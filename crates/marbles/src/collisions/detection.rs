//! Exhaustive pairwise overlap detection

use crate::body::BodyId;
use crate::world::World;

/// A detected overlap between two live bodies
///
/// `a` always precedes `b` in the world's iteration order, which fixes the
/// resolution order when several contacts touch the same body in one pass.
#[derive(Debug, Clone, Copy, PartialEq)]
pub struct ContactPair {
    pub a: BodyId,
    pub b: BodyId,
    /// Center distance at detection time
    pub separation: f64,
}

/// Find every overlapping pair of live bodies
///
/// Tests circular bounds (`distance <= rA + rB`, tangency included) over
/// all ascending index pairs. O(n^2) by design: the populations this engine
/// targets are tens to low hundreds of bodies, below where a spatial index
/// pays for itself.
pub fn detect_pairs(world: &World) -> Vec<ContactPair> {
    let bodies = world.bodies();
    let n = bodies.len();
    let mut pairs = Vec::new();

    for i in 0..n {
        let a = &bodies[i];
        if a.is_dead() {
            continue;
        }
        for j in (i + 1)..n {
            let b = &bodies[j];
            if b.is_dead() {
                continue;
            }
            let separation = a.distance_to(b);
            if separation <= a.radius + b.radius {
                pairs.push(ContactPair {
                    a: a.id,
                    b: b.id,
                    separation,
                });
            }
        }
    }

    pairs
}
//! Frame orchestration and adaptive sub-stepping
//!
//! One `advance_frame` call runs the full cycle: N sub-steps of
//! reset-accelerations, law pass, integrate; then one dead-body sweep; then
//! the sub-step count for the next frame is recomputed from the state the
//! frame left behind. Because integration divides by N, raising N both
//! refines the trajectory and slows apparent motion per sub-step, which is
//! exactly what keeps fast bodies from tunneling through each other.

use std::time::Instant;

use crate::laws::LawPipeline;
use crate::pointer::PointerState;
use crate::world::World;

/// How the sub-step count is recomputed between frames
#[derive(Debug, Clone, Copy, PartialEq, Eq)]
pub enum FrequencyMode {
    /// Keep whatever count the controller was built with
    Fixed,
    /// Scale with the fastest body's speed: more speed, more sub-steps
    Balanced,
    /// Chase a wall-clock frame budget with a rolling measurement window
    Turbo,
}

const BALANCED_SPEED_FLOOR: f64 = 0.5;
const TURBO_WINDOW: usize = 30;
const TURBO_TARGET_MS: f64 = 18.0;
const TURBO_GROW: u32 = 5;
const TURBO_SHRINK: f64 = 0.8;
const DEFAULT_MAX_SUBSTEPS: u32 = 240;

/// Runs frames and adapts the sub-step count between them
///
/// # Examples
///
/// ```
/// use marbles::laws::LawPipeline;
/// use marbles::pointer::PointerState;
/// use marbles::stepper::{FrequencyMode, StepController};
/// use marbles::world::{BodySpec, World};
///
/// let mut world = World::new();
/// world.add_body(BodySpec::new(0.0, 0.0, 5.0, 1.0, 0.0).with_velocity(3.0, 0.0)).unwrap();
///
/// let mut pipeline = LawPipeline::new();
/// let mut stepper = StepController::new(1, FrequencyMode::Balanced);
/// stepper.advance_frame(&mut world, &mut pipeline, &PointerState::default());
///
/// // one frame of pure constant-velocity motion covers vx regardless of N
/// assert!((world.bodies()[0].position.x - 3.0).abs() < 1e-12);
/// assert_eq!(stepper.substeps(), 6);
/// ```
pub struct StepController {
    substeps: u32,
    max_substeps: u32,
    mode: FrequencyMode,
    frame_cycles_ms: Vec<f64>,
    last_frame: Option<Instant>,
}

impl StepController {
    pub fn new(substeps: u32, mode: FrequencyMode) -> Self {
        Self {
            substeps: substeps.max(1),
            max_substeps: DEFAULT_MAX_SUBSTEPS,
            mode,
            frame_cycles_ms: Vec::with_capacity(TURBO_WINDOW),
            last_frame: None,
        }
    }

    pub fn with_max_substeps(mut self, max_substeps: u32) -> Self {
        self.max_substeps = max_substeps.max(1);
        self.substeps = self.substeps.min(self.max_substeps);
        self
    }

    /// Current sub-step count; always at least 1
    pub fn substeps(&self) -> u32 {
        self.substeps
    }

    pub fn mode(&self) -> FrequencyMode {
        self.mode
    }

    /// Run one full frame against the world
    ///
    /// Per sub-step: zero every acceleration accumulator, run the pipeline
    /// once, then integrate every live body that is not pointer-captured
    /// with the current N. The sweep runs once, strictly after the last
    /// sub-step, so every law in the frame saw a stable roster; only then
    /// is N recomputed, from post-frame state alone.
    pub fn advance_frame(
        &mut self,
        world: &mut World,
        pipeline: &mut LawPipeline,
        pointer: &PointerState,
    ) {
        let n = self.substeps;
        for _ in 0..n {
            world.reset_accelerations();
            pipeline.run_once(world, pointer);
            for body in world.iter_mut() {
                if body.is_dead() || body.is_captured() {
                    continue;
                }
                body.integrate(n);
            }
        }

        world.sweep_dead();
        self.adapt(world);
    }

    fn adapt(&mut self, world: &World) {
        match self.mode {
            FrequencyMode::Fixed => {}
            FrequencyMode::Balanced => self.adapt_to_speed(world.max_speed()),
            FrequencyMode::Turbo => {
                let now = Instant::now();
                if let Some(previous) = self.last_frame {
                    let cycle_ms = now.duration_since(previous).as_secs_f64() * 1e3;
                    self.adapt_to_frame_cycle(cycle_ms);
                }
                self.last_frame = Some(now);
            }
        }
    }

    /// Balanced policy: N follows the fastest body
    ///
    /// `N = floor(2 * max_speed)` with the speed floored at 0.5, clamped to
    /// [1, max]. Monotonically non-decreasing in max speed, so a body that
    /// doubles its velocity never gets a coarser integration.
    pub fn adapt_to_speed(&mut self, max_speed: f64) {
        let speed = max_speed.max(BALANCED_SPEED_FLOOR);
        self.substeps = ((speed * 2.0).floor() as u32).clamp(1, self.max_substeps);
    }

    /// Turbo policy: chase the frame budget
    ///
    /// Buffers frame cycle times; every 30 samples, an average under the
    /// 18 ms budget grows N by 5 and an average over it shrinks N to 80%.
    /// Public so a driver that measures its own cycle (or a test) can feed
    /// samples directly.
    pub fn adapt_to_frame_cycle(&mut self, cycle_ms: f64) {
        self.frame_cycles_ms.push(cycle_ms);
        if self.frame_cycles_ms.len() < TURBO_WINDOW {
            return;
        }

        let average =
            self.frame_cycles_ms.iter().sum::<f64>() / self.frame_cycles_ms.len() as f64;
        self.frame_cycles_ms.clear();

        if average < TURBO_TARGET_MS {
            self.substeps = (self.substeps + TURBO_GROW).min(self.max_substeps);
        } else if average > TURBO_TARGET_MS {
            self.substeps = ((f64::from(self.substeps) * TURBO_SHRINK) as u32)
                .clamp(1, self.max_substeps);
        }
    }
}
//! Universal gravitation over every unordered pair of live bodies

use crate::body::Body;
use crate::laws::Law;
use crate::pointer::PointerState;
use crate::world::World;

/// Default floor for the pair separation used in the force magnitude
pub const DEFAULT_MIN_DISTANCE: f64 = 1e-3;

/// Newtonian attraction between every pair of live bodies
///
/// For each unordered pair, `F = g * mA * mB / r^2` along the line of
/// centers, accumulated as equal and opposite accelerations `F / m` on each
/// side. O(n^2) with no allocation; the target population is small enough
/// that no spatial index is warranted.
///
/// Near-coincident pairs are the one hazard: the separation used for the
/// magnitude is floored at `min_distance`, and a pair at exactly zero
/// separation is skipped outright since no direction exists. A non-finite
/// value never reaches body state.
pub struct Gravity {
    pub g: f64,
    pub min_distance: f64,
}

impl Gravity {
    pub fn new(g: f64) -> Self {
        Self {
            g,
            min_distance: DEFAULT_MIN_DISTANCE,
        }
    }

    pub fn with_min_distance(g: f64, min_distance: f64) -> Self {
        Self { g, min_distance }
    }

    fn attract(&self, a: &mut Body, b: &mut Body) {
        let offset = b.position - a.position;
        let distance = offset.norm();
        if distance == 0.0 {
            return;
        }
        let unit = offset / distance;

        let r = distance.max(self.min_distance);
        let force = self.g * a.mass * b.mass / (r * r);

        a.acceleration += unit * (force / a.mass);
        b.acceleration -= unit * (force / b.mass);
    }
}

impl Law for Gravity {
    fn apply(&mut self, world: &mut World, _pointer: &PointerState) {
        let n = world.len();
        for i in 0..n {
            for j in (i + 1)..n {
                let (a, b) = world.index_pair_mut(i, j);
                if a.is_dead() || b.is_dead() {
                    continue;
                }
                self.attract(a, b);
            }
        }
    }
}

/// The pointer as an invisible attracting mass
///
/// While the pointer is pressed, every live body is pulled toward the cursor
/// as if a body of mass `mass` sat there. The cursor itself has no state to
/// update, so only one side of the usual pair accumulation applies.
pub struct PointerGravity {
    pub g: f64,
    pub mass: f64,
    pub min_distance: f64,
}

impl PointerGravity {
    pub fn new(g: f64, mass: f64) -> Self {
        Self {
            g,
            mass,
            min_distance: DEFAULT_MIN_DISTANCE,
        }
    }
}

impl Law for PointerGravity {
    fn apply(&mut self, world: &mut World, pointer: &PointerState) {
        if !pointer.pressed {
            return;
        }
        for body in world.iter_mut() {
            if body.is_dead() {
                continue;
            }
            let offset = pointer.position - body.position;
            let distance = offset.norm();
            if distance == 0.0 {
                continue;
            }
            let unit = offset / distance;

            let r = distance.max(self.min_distance);
            let force = self.g * body.mass * self.mass / (r * r);
            body.acceleration += unit * (force / body.mass);
        }
    }
}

* WORK ITEM *
Exactly repeat the lines running from the top of the listing to the line bearing "let separation = a.distance_to(b);", both of those lines included, and only them.

* ANSWER *
filename crates/marbles/src/collisions/detection.rs
//! Exhaustive pairwise overlap detection

use crate::body::BodyId;
use crate::world::World;

/// A detected overlap between two live bodies
///
/// `a` always precedes `b` in the world's iteration order, which fixes the
/// resolution order when several contacts touch the same body in one pass.
#[derive(Debug, Clone, Copy, PartialEq)]
pub struct ContactPair {
    pub a: BodyId,
    pub b: BodyId,
    /// Center distance at detection time
    pub separation: f64,
}

/// Find every overlapping pair of live bodies
///
/// Tests circular bounds (`distance <= rA + rB`, tangency included) over
/// all ascending index pairs. O(n^2) by design: the populations this engine
/// targets are tens to low hundreds of bodies, below where a spatial index
/// pays for itself.
pub fn detect_pairs(world: &World) -> Vec<ContactPair> {
    let bodies = world.bodies();
    let n = bodies.len();
    let mut pairs = Vec::new();

    for i in 0..n {
        let a = &bodies[i];
        if a.is_dead() {
            continue;
        }
        for j in (i + 1)..n {
            let b = &bodies[j];
            if b.is_dead() {
                continue;
            }
            let separation = a.distance_to(b);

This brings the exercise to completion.